*Instructions to follow*
When you reach the records, transcribe each one exactly.

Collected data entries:

==*==

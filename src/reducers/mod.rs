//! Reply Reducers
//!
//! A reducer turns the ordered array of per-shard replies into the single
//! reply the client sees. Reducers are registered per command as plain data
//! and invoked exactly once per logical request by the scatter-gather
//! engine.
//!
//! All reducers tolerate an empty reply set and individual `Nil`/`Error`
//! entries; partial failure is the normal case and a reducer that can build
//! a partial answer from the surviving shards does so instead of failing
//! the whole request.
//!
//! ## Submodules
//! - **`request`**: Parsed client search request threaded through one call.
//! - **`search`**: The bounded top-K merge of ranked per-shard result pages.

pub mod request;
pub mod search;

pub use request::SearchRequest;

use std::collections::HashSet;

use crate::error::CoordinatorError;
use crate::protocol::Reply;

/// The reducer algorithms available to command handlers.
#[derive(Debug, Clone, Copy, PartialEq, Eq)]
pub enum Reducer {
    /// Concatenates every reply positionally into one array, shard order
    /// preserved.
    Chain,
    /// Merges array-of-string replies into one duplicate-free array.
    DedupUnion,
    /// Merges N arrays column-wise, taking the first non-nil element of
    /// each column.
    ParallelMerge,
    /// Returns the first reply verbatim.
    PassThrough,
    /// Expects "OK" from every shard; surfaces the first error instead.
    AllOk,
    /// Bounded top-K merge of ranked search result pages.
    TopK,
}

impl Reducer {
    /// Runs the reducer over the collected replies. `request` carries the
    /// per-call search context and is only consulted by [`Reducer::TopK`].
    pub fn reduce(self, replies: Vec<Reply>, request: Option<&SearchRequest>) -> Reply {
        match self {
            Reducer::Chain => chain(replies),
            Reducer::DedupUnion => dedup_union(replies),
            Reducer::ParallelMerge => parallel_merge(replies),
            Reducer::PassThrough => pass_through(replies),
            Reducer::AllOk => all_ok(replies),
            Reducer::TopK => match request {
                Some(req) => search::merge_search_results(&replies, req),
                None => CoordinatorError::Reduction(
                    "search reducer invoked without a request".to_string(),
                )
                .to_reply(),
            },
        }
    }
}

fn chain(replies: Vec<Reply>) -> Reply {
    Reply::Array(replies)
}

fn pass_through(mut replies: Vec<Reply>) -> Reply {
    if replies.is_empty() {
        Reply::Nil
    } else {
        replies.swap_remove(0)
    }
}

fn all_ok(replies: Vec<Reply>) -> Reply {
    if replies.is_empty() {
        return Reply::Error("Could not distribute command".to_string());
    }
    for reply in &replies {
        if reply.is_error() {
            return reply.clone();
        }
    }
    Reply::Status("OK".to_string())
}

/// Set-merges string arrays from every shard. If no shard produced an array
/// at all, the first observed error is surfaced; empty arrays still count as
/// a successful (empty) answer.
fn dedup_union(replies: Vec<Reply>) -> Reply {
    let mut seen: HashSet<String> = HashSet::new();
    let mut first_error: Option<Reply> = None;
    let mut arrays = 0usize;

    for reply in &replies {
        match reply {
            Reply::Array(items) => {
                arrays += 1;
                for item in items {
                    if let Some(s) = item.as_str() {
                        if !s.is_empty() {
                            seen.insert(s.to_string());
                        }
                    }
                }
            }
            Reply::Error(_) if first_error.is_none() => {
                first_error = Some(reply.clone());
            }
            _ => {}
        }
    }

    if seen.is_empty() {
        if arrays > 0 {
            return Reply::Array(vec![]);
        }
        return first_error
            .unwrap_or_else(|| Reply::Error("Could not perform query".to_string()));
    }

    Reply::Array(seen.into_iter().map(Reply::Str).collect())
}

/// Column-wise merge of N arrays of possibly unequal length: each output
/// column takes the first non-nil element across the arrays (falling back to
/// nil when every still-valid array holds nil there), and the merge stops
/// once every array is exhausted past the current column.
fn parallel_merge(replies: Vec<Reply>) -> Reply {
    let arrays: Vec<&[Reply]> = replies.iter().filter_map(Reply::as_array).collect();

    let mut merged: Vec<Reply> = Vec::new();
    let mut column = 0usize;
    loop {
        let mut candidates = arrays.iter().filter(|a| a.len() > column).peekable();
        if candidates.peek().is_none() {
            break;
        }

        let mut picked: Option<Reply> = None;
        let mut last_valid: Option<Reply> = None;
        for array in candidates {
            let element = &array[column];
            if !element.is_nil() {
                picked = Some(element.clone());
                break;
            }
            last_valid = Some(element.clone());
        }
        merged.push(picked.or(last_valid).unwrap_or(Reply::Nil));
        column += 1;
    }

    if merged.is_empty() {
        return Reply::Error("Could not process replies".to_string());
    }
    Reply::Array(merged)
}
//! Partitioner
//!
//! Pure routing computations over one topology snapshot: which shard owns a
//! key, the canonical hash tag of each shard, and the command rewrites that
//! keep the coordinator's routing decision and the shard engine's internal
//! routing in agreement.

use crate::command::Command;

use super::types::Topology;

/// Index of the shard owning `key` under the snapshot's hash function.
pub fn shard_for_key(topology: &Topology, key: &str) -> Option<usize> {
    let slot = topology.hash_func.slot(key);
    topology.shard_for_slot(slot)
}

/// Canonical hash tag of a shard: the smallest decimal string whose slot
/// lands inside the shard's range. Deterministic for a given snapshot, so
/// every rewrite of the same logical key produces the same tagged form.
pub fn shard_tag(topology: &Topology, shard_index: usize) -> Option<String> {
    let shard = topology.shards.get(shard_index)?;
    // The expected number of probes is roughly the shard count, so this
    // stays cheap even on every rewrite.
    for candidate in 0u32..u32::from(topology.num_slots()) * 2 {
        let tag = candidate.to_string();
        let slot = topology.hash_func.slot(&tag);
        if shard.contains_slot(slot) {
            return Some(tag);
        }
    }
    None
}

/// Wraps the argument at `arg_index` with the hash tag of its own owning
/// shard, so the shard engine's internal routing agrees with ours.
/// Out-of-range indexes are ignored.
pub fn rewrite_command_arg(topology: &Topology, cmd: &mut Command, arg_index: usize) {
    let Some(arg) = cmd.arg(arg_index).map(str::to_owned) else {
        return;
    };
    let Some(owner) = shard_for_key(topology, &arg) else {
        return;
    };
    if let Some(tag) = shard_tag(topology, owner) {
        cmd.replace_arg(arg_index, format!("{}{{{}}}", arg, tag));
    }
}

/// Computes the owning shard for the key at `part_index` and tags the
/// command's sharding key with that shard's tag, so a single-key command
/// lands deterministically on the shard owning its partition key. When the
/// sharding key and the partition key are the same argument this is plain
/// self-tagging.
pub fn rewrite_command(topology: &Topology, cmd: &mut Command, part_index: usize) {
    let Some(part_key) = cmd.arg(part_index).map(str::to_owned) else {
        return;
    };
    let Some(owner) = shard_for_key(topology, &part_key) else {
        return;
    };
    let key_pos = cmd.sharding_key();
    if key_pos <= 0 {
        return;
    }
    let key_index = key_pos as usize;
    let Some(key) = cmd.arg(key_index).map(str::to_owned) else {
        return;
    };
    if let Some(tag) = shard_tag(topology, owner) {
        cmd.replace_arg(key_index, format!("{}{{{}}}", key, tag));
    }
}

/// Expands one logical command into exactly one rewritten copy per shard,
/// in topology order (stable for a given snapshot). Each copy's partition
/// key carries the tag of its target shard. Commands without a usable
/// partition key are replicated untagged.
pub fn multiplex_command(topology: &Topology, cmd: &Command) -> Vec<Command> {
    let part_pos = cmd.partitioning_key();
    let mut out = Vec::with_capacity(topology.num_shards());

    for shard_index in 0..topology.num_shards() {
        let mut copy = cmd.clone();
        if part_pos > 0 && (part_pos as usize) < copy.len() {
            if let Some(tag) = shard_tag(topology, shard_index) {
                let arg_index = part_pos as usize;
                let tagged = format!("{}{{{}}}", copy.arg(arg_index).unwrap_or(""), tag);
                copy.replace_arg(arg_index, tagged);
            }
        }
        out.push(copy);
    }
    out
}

==*==

*Response*
filename src/reducers/mod.rs
//! Reply Reducers
//!
//! A reducer turns the ordered array of per-shard replies into the single
//! reply the client sees. Reducers are registered per command as plain data
//! and invoked exactly once per logical request by the scatter-gather
//! engine.
//!
//! All reducers tolerate an empty reply set and individual `Nil`/`Error`
//! entries; partial failure is the normal case and a reducer that can build
//! a partial answer from the surviving shards does so instead of failing
//! the whole request.
//!
//! ## Submodules
//! - **`request`**: Parsed client search request threaded through one call.
//! - **`search`**: The bounded top-K merge of ranked per-shard result pages.

pub mod request;
pub mod search;

pub use request::SearchRequest;

use std::collections::HashSet;

use crate::error::CoordinatorError;
use crate::protocol::Reply;

/// The reducer algorithms available to command handlers.
#[derive(Debug, Clone, Copy, PartialEq, Eq)]
pub enum Reducer {
    /// Concatenates every reply positionally into one array, shard order
    /// preserved.
    Chain,
    /// Merges array-of-string replies into one duplicate-free array.
    DedupUnion,
    /// Merges N arrays column-wise, taking the first non-nil element of
    /// each column.
    ParallelMerge,
    /// Returns the first reply verbatim.
    PassThrough,
    /// Expects "OK" from every shard; surfaces the first error instead.
    AllOk,
    /// Bounded top-K merge of ranked search result pages.
    TopK,
}

impl Reducer {
    /// Runs the reducer over the collected replies. `request` carries the
    /// per-call search context and is only consulted by [`Reducer::TopK`].
    pub fn reduce(self, replies: Vec<Reply>, request: Option<&SearchRequest>) -> Reply {
        match self {
            Reducer::Chain => chain(replies),
            Reducer::DedupUnion => dedup_union(replies),
            Reducer::ParallelMerge => parallel_merge(replies),
            Reducer::PassThrough => pass_through(replies),
            Reducer::AllOk => all_ok(replies),
            Reducer::TopK => match request {
                Some(req) => search::merge_search_results(&replies, req),
                None => CoordinatorError::Reduction(
                    "search reducer invoked without a request".to_string(),
                )
                .to_reply(),
            },
        }
    }
}

fn chain(replies: Vec<Reply>) -> Reply {
    Reply::Array(replies)
}

fn pass_through(mut replies: Vec<Reply>) -> Reply {
    if replies.is_empty() {
        Reply::Nil
    } else {
        replies.swap_remove(0)
    }
}

fn all_ok(replies: Vec<Reply>) -> Reply {
    if replies.is_empty() {
        return Reply::Error("Could not distribute command".to_string());
    }
    for reply in &replies {
        if reply.is_error() {
            return reply.clone();
        }
    }
    Reply::Status("OK".to_string())
}

/// Set-merges string arrays from every shard. If no shard produced an array
/// at all, the first observed error is surfaced; empty arrays still count as
/// a successful (empty) answer.
fn dedup_union(replies: Vec<Reply>) -> Reply {
    let mut seen: HashSet<String> = HashSet::new();
    let mut first_error: Option<Reply> = None;
    let mut arrays = 0usize;

    for reply in &replies {
        match reply {
            Reply::Array(items) => {
                arrays += 1;
                for item in items {
                    if let Some(s) = item.as_str() {
                        if !s.is_empty() {
                            seen.insert(s.to_string());
                        }
                    }
                }
            }
            Reply::Error(_) if first_error.is_none() => {
                first_error = Some(reply.clone());
            }
            _ => {}
        }
    }

    if seen.is_empty() {
        if arrays > 0 {
            return Reply::Array(vec![]);
        }
        return first_error
            .unwrap_or_else(|| Reply::Error("Could not perform query".to_string()));
    }

    Reply::Array(seen.into_iter().map(Reply::Str).collect())
}

/// Column-wise merge of N arrays of possibly unequal length: each output
/// column takes the first non-nil element across the arrays (falling back to
/// nil when every still-valid array holds nil there), and the merge stops
/// once every array is exhausted past the current column.
fn parallel_merge(replies: Vec<Reply>) -> Reply {
    let arrays: Vec<&[Reply]> = replies.iter().filter_map(Reply::as_array).collect();

    let mut merged: Vec<Reply> = Vec::new();
    let mut column = 0usize;
    loop {
        let mut candidates = arrays.iter().filter(|a| a.len() > column).peekable();
        if candidates.peek().is_none() {
            break;
        }

        let mut picked: Option<Reply> = None;
        let mut last_valid: Option<Reply> = None;
        for array in candidates {
            let element = &array[column];
            if !element.is_nil() {
                picked = Some(element.clone());
                break;
            }
            last_valid = Some(element.clone());
        }
        merged.push(picked.or(last_valid).unwrap_or(Reply::Nil));
        column += 1;
    }

    if merged.is_empty() {
        return Reply::Error("Could not process replies".to_string());
    }
    Reply::Array(merged)
}
//! Partitioner
//!
//! Pure routing computations over one topology snapshot: which shard owns a
//! key, the canonical hash tag of each shard, and the command rewrites that
//! keep the coordinator's routing decision and the shard engine's internal
//! routing in agreement.

use crate::command::Command;

use super::types::Topology;

/// Index of the shard owning `key` under the snapshot's hash function.
pub fn shard_for_key(topology: &Topology, key: &str) -> Option<usize> {
    let slot = topology.hash_func.slot(key);
    topology.shard_for_slot(slot)
}

/// Canonical hash tag of a shard: the smallest decimal string whose slot
/// lands inside the shard's range. Deterministic for a given snapshot, so
/// every rewrite of the same logical key produces the same tagged form.
pub fn shard_tag(topology: &Topology, shard_index: usize) -> Option<String> {
    let shard = topology.shards.get(shard_index)?;
    // The expected number of probes is roughly the shard count, so this
    // stays cheap even on every rewrite.
    for candidate in 0u32..u32::from(topology.num_slots()) * 2 {
        let tag = candidate.to_string();
        let slot = topology.hash_func.slot(&tag);
        if shard.contains_slot(slot) {
            return Some(tag);
        }
    }
    None
}

/// Wraps the argument at `arg_index` with the hash tag of its own owning
/// shard, so the shard engine's internal routing agrees with ours.
/// Out-of-range indexes are ignored.
pub fn rewrite_command_arg(topology: &Topology, cmd: &mut Command, arg_index: usize) {
    let Some(arg) = cmd.arg(arg_index).map(str::to_owned) else {
        return;
    };
    let Some(owner) = shard_for_key(topology, &arg) else {
        return;
    };
    if let Some(tag) = shard_tag(topology, owner) {
        cmd.replace_arg(arg_index, format!("{}{{{}}}", arg, tag));
    }
}

/// Computes the owning shard for the key at `part_index` and tags the
/// command's sharding key with that shard's tag, so a single-key command
/// lands deterministically on the shard owning its partition key. When the
/// sharding key and the partition key are the same argument this is plain
/// self-tagging.
pub fn rewrite_command(topology: &Topology, cmd: &mut Command, part_index: usize) {
    let Some(part_key) = cmd.arg(part_index).map(str::to_owned) else {
        return;
    };
    let Some(owner) = shard_for_key(topology, &part_key) else {
        return;
    };
    let key_pos = cmd.sharding_key();
    if key_pos <= 0 {
        return;
    }
    let key_index = key_pos as usize;
    let Some(key) = cmd.arg(key_index).map(str::to_owned) else {
        return;
    };
    if let Some(tag) = shard_tag(topology, owner) {
        cmd.replace_arg(key_index, format!("{}{{{}}}", key, tag));
    }
}

/// Expands one logical command into exactly one rewritten copy per shard,
/// in topology order (stable for a given snapshot). Each copy's partition
/// key carries the tag of its target shard. Commands without a usable
/// partition key are replicated untagged.
pub fn multiplex_command(topology: &Topology, cmd: &Command) -> Vec<Command> {
    let part_pos = cmd.partitioning_key();
    let mut out = Vec::with_capacity(topology.num_shards());

    for shard_index in 0..topology.num_shards() {
        let mut copy = cmd.clone();
        if part_pos > 0 && (part_pos as usize) < copy.len() {
            if let Some(tag) = shard_tag(topology, shard_index) {
                let arg_index = part_pos as usize;
                let tagged = format!("{}{{{}}}", copy.arg(arg_index).unwrap_or(""), tag);
                copy.replace_arg(arg_index, tagged);
            }
        }
        out.push(copy);
    }
    out
}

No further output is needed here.